=== YOUR GOAL ===
When the line with "nodes.extend(evaluate(right, ctx)?.into_nodes()?);" appears below, start repeating lines exactly, and keep going through the line with "if !evaluate(left, ctx)?.to_boolean()"; add nothing outside that span.

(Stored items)
--
/*
** This file is a part of Xmlwrap (XML parsing and XSLT bridge)
** Copyright (C) 2025 Gurer Ozen
**
** Xmlwrap is free software: you can redistribute it and/or modify it
** under the terms of the GNU Lesser General Public License as
** published by the Free Software Foundation, either version 3 of
** the License, or (at your option) any later version.
*/

use std::collections::BTreeMap;
use std::collections::HashMap;

use crate::document::NodeId;
use crate::document::NodeKind;
use crate::document::Tree;

use super::error::XPathError;
use super::functions;
use super::parser::ArithOp;
use super::parser::Axis;
use super::parser::CompareOp;
use super::parser::Expr;
use super::parser::NodeTest;
use super::parser::Step;
use super::value::Value;
use super::value::XNode;

/// Source of variable bindings for an evaluation.
pub trait Variables {
    fn variable(&self, name: &str) -> Option<Value>;
}

/// No variables are bound.
pub struct NoVariables;

impl Variables for NoVariables {
    fn variable(&self, _name: &str) -> Option<Value> {
        None
    }
}

impl Variables for BTreeMap<String, Value> {
    fn variable(&self, name: &str) -> Option<Value> {
        self.get(name).cloned()
    }
}

impl Variables for HashMap<String, Value> {
    fn variable(&self, name: &str) -> Option<Value> {
        self.get(name).cloned()
    }
}

/// Evaluation context of an expression.
#[derive(Clone, Copy)]
pub struct Context<'a> {
    pub tree: &'a Tree,
    pub node: XNode,
    pub position: usize,
    pub size: usize,
    pub variables: &'a dyn Variables,
    /// Node returned by `current()`.
    pub current: XNode,
}

impl<'a> Context<'a> {
    pub fn new(tree: &'a Tree, node: XNode, variables: &'a dyn Variables) -> Context<'a> {
        Context {
            tree,
            node,
            position: 1,
            size: 1,
            variables,
            current: node,
        }
    }

    fn focus(&self, node: XNode, position: usize, size: usize) -> Context<'a> {
        Context {
            node,
            position,
            size,
            ..*self
        }
    }
}

pub(crate) fn evaluate(expr: &Expr, ctx: &Context<'_>) -> Result<Value, XPathError> {
    match expr {
        Expr::Number(n) => Ok(Value::Number(*n)),
        Expr::Literal(s) => Ok(Value::String(s.clone())),
        Expr::Variable(name) => ctx
            .variables
            .variable(name)
            .ok_or_else(|| XPathError::UnknownVariable(name.clone())),
        Expr::Function(name, args) => functions::call(name, args, ctx),
        Expr::Path { absolute, steps } => {
            let start = if *absolute {
                XNode::Node(ctx.tree.root())
            } else {
                ctx.node
            };
            apply_steps(vec![start], steps, ctx)
        }
        Expr::Filter {
            primary,
            predicates,
            steps,
        } => {
            let mut nodes = evaluate(primary, ctx)?.into_nodes()?;
            for predicate in predicates {
                nodes = filter(nodes, predicate, ctx)?;
            }
            apply_steps(nodes, steps, ctx)
        }
        Expr::Union(left, right) => {
            let mut nodes = evaluate(left, ctx)?.into_nodes()?;
            nodes.extend(evaluate(right, ctx)?.into_nodes()?);
            Ok(Value::node_set(nodes))
        }
        Expr::Or(left, right) => {
            if evaluate(left, ctx)?.to_boolean() {
                return Ok(Value::Boolean(true));
            }
            Ok(Value::Boolean(evaluate(right, ctx)?.to_boolean()))
        }
        Expr::And(left, right) => {
            if !evaluate(left, ctx)?.to_boolean() {
                return Ok(Value::Boolean(false));
            }
            Ok(Value::Boolean(evaluate(right, ctx)?.to_boolean()))
        }
        Expr::Compare(op, left, right) => {
            let left = evaluate(left, ctx)?;
            let right = evaluate(right, ctx)?;
            Ok(Value::Boolean(compare(*op, &left, &right, ctx.tree)))
        }
        Expr::Arith(op, left, right) => {
            let a = evaluate(left, ctx)?.to_number(ctx.tree);
            let b = evaluate(right, ctx)?.to_number(ctx.tree);
            let n = match op {
                ArithOp::Add => a + b,
                ArithOp::Sub => a - b,
                ArithOp::Mul => a * b,
                ArithOp::Div => a / b,
                ArithOp::Mod => a % b,
            };
            Ok(Value::Number(n))
        }
        Expr::Negate(operand) => Ok(Value::Number(-evaluate(operand, ctx)?.to_number(ctx.tree))),
    }
}

fn apply_steps(mut nodes: Vec<XNode>, steps: &[Step], ctx: &Context<'_>) -> Result<Value, XPathError> {
    for step in steps {
        let mut selected = Vec::new();
        for node in &nodes {
            let mut candidates: Vec<XNode> = axis_nodes(ctx.tree, *node, step.axis)
                .into_iter()
                .filter(|candidate| node_test(ctx.tree, *candidate, &step.test, step.axis))
                .collect();
            for predicate in &step.predicates {
                candidates = filter(candidates, predicate, ctx)?;
            }
            selected.extend(candidates);
        }
        selected.sort();
        selected.dedup();
        nodes = selected;
    }
    Ok(Value::NodeSet(nodes))
}

// Positions follow the order of the nodes as given.
fn filter(nodes: Vec<XNode>, predicate: &Expr, ctx: &Context<'_>) -> Result<Vec<XNode>, XPathError> {
    let size = nodes.len();
    let mut kept = Vec::new();
    for (i, node) in nodes.into_iter().enumerate() {
        let inner = ctx.focus(node, i + 1, size);
        let keep = match evaluate(predicate, &inner)? {
            Value::Number(n) => n == (i + 1) as f64,
            value => value.to_boolean(),
        };
        if keep {
            kept.push(node);
        }
    }
    Ok(kept)
}

fn is_namespace_declaration(name: &str) -> bool {
    name == "xmlns" || name.starts_with("xmlns:")
}

// Id of the last node in the subtree of the given node.
fn subtree_end(tree: &Tree, id: NodeId) -> NodeId {
    let mut last = id;
    while let Some(child) = tree.children(last).last() {
        last = *child;
    }
    last
}

/// Nodes of an axis in axis order, nearest first for reverse axes.
pub(crate) fn axis_nodes(tree: &Tree, node: XNode, axis: Axis) -> Vec<XNode> {
    match axis {
        Axis::Self_ => vec![node],
        Axis::Child => match node {
            XNode::Node(id) => tree.children(id).iter().map(|child| XNode::Node(*child)).collect(),
            XNode::Attribute(..) => Vec::new(),
        },
        Axis::Descendant | Axis::DescendantOrSelf => {
            let mut nodes = Vec::new();
            if axis == Axis::DescendantOrSelf {
                nodes.push(node);
            }
            if let XNode::Node(id) = node {
                nodes.extend(tree.descendant_or_self(id).skip(1).map(XNode::Node));
            }
            nodes
        }
        Axis::Parent => node.parent(tree).into_iter().collect(),
        Axis::Ancestor | Axis::AncestorOrSelf => {
            let mut nodes = Vec::new();
            if axis == Axis::AncestorOrSelf {
                nodes.push(node);
            }
            let mut current = node.parent(tree);
            while let Some(parent) = current {
                nodes.push(parent);
                current = parent.parent(tree);
            }
            nodes
        }
        Axis::Attribute => match node {
            XNode::Node(id) => tree
                .attributes(id)
                .iter()
                .enumerate()
                .filter(|(_, attr)| !is_namespace_declaration(&attr.name))
                .map(|(index, _)| XNode::Attribute(id, index))
                .collect(),
            XNode::Attribute(..) => Vec::new(),
        },
        Axis::FollowingSibling | Axis::PrecedingSibling => {
            let XNode::Node(id) = node else {
                return Vec::new();
            };
            let Some(parent) = tree.parent(id) else {
                return Vec::new();
            };
            let siblings = tree.children(parent);
            let Some(index) = siblings.iter().position(|sibling| *sibling == id) else {
                return Vec::new();
            };
            if axis == Axis::FollowingSibling {
                siblings[index + 1..].iter().map(|sibling| XNode::Node(*sibling)).collect()
            } else {
                siblings[..index].iter().rev().map(|sibling| XNode::Node(*sibling)).collect()
            }
        }
        Axis::Following => {
            // An attribute is followed by the content of its element.
            let end = match node {
                XNode::Node(id) => subtree_end(tree, id),
                XNode::Attribute(id, _) => id,
            };
            tree.descendant_or_self(tree.root())
                .filter(|id| *id > end)
                .map(XNode::Node)
                .collect()
        }
        Axis::Preceding => {
            let id = node.node_id();
            let ancestors: Vec<NodeId> = axis_nodes(tree, XNode::Node(id), Axis::Ancestor)
                .into_iter()
                .map(XNode::node_id)
                .collect();
            let mut nodes: Vec<XNode> = tree
                .descendant_or_self(tree.root())
                .filter(|other| *other < id && !ancestors.contains(other))
                .map(XNode::Node)
                .collect();
            nodes.reverse();
            nodes
        }
    }
}

pub(crate) fn node_test(tree: &Tree, node: XNode, test: &NodeTest, axis: Axis) -> bool {
    // Name tests select the principal node type of the axis.
    let principal = match node {
        XNode::Attribute(..) => axis == Axis::Attribute,
        XNode::Node(id) => axis != Axis::Attribute && tree.is_element(id),
    };
    match test {
        NodeTest::Node => true,
        NodeTest::Text => matches!(node, XNode::Node(id) if tree.is_text(id)),
        NodeTest::Comment | NodeTest::ProcessingInstruction => false,
        NodeTest::Any => principal,
        NodeTest::Name(name) => principal && node.name(tree) == Some(name.as_str()),
        NodeTest::PrefixAny(prefix) => {
            principal
                && node
                    .name(tree)
                    .and_then(|name| name.split_once(':'))
                    .is_some_and(|(p, _)| p == prefix)
        }
    }
}

pub(super) fn compare(op: CompareOp, left: &Value, right: &Value, tree: &Tree) -> bool {
    match (left, right) {
        (Value::NodeSet(a), Value::NodeSet(b)) => {
            let others: Vec<Value> = b.iter().map(|node| Value::String(node.string_value(tree))).collect();
            a.iter().any(|node| {
                let value = Value::String(node.string_value(tree));
                others.iter().any(|other| compare_scalar(op, &value, other, tree))
            })
        }
        (Value::NodeSet(_), Value::Boolean(_)) => {
            compare_scalar(op, &Value::Boolean(left.to_boolean()), right, tree)
        }
        (Value::Boolean(_), Value::NodeSet(_)) => {
            compare_scalar(op, left, &Value::Boolean(right.to_boolean()), tree)
        }
        (Value::NodeSet(a), _) => a
            .iter()
            .any(|node| compare_scalar(op, &Value::String(node.string_value(tree)), right, tree)),
        (_, Value::NodeSet(b)) => b
            .iter()
            .any(|node| compare_scalar(op, left, &Value::String(node.string_value(tree)), tree)),
        _ => compare_scalar(op, left, right, tree),
    }
}

fn compare_scalar(op: CompareOp, left: &Value, right: &Value, tree: &Tree) -> bool {
    match op {
        CompareOp::Eq | CompareOp::Neq => {
            let equal = match (left, right) {
                (Value::Boolean(_), _) | (_, Value::Boolean(_)) => left.to_boolean() == right.to_boolean(),
                (Value::Number(_), _) | (_, Value::Number(_)) => left.to_number(tree) == right.to_number(tree),
                _ => left.to_string_value(tree) == right.to_string_value(tree),
            };
            (op == CompareOp::Eq) == equal
        }
        _ => {
            let a = left.to_number(tree);
            let b = right.to_number(tree);
            match op {
                CompareOp::Lt => a < b,
                CompareOp::Le => a <= b,
                CompareOp::Gt => a > b,
                _ => a >= b,
            }
        }
    }
}

/// Text of the `xml:lang` in scope, if any.
pub(super) fn language(tree: &Tree, node: XNode) -> Option<&str> {
    let mut current = Some(node.node_id());
    while let Some(id) = current {
        if let NodeKind::Element { .. } = tree.kind(id) {
            if let Some(lang) = tree.attribute(id, "xml:lang") {
                return Some(lang);
            }
        }
        current = tree.parent(id);
    }
    None
}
--
=== EXERCISE RESPONSE ===
            nodes.extend(evaluate(right, ctx)?.into_nodes()?);
            Ok(Value::node_set(nodes))
        }
        Expr::Or(left, right) => {
            if evaluate(left, ctx)?.to_boolean() {
                return Ok(Value::Boolean(true));
            }
            Ok(Value::Boolean(evaluate(right, ctx)?.to_boolean()))
        }
        Expr::And(left, right) => {
            if !evaluate(left, ctx)?.to_boolean() {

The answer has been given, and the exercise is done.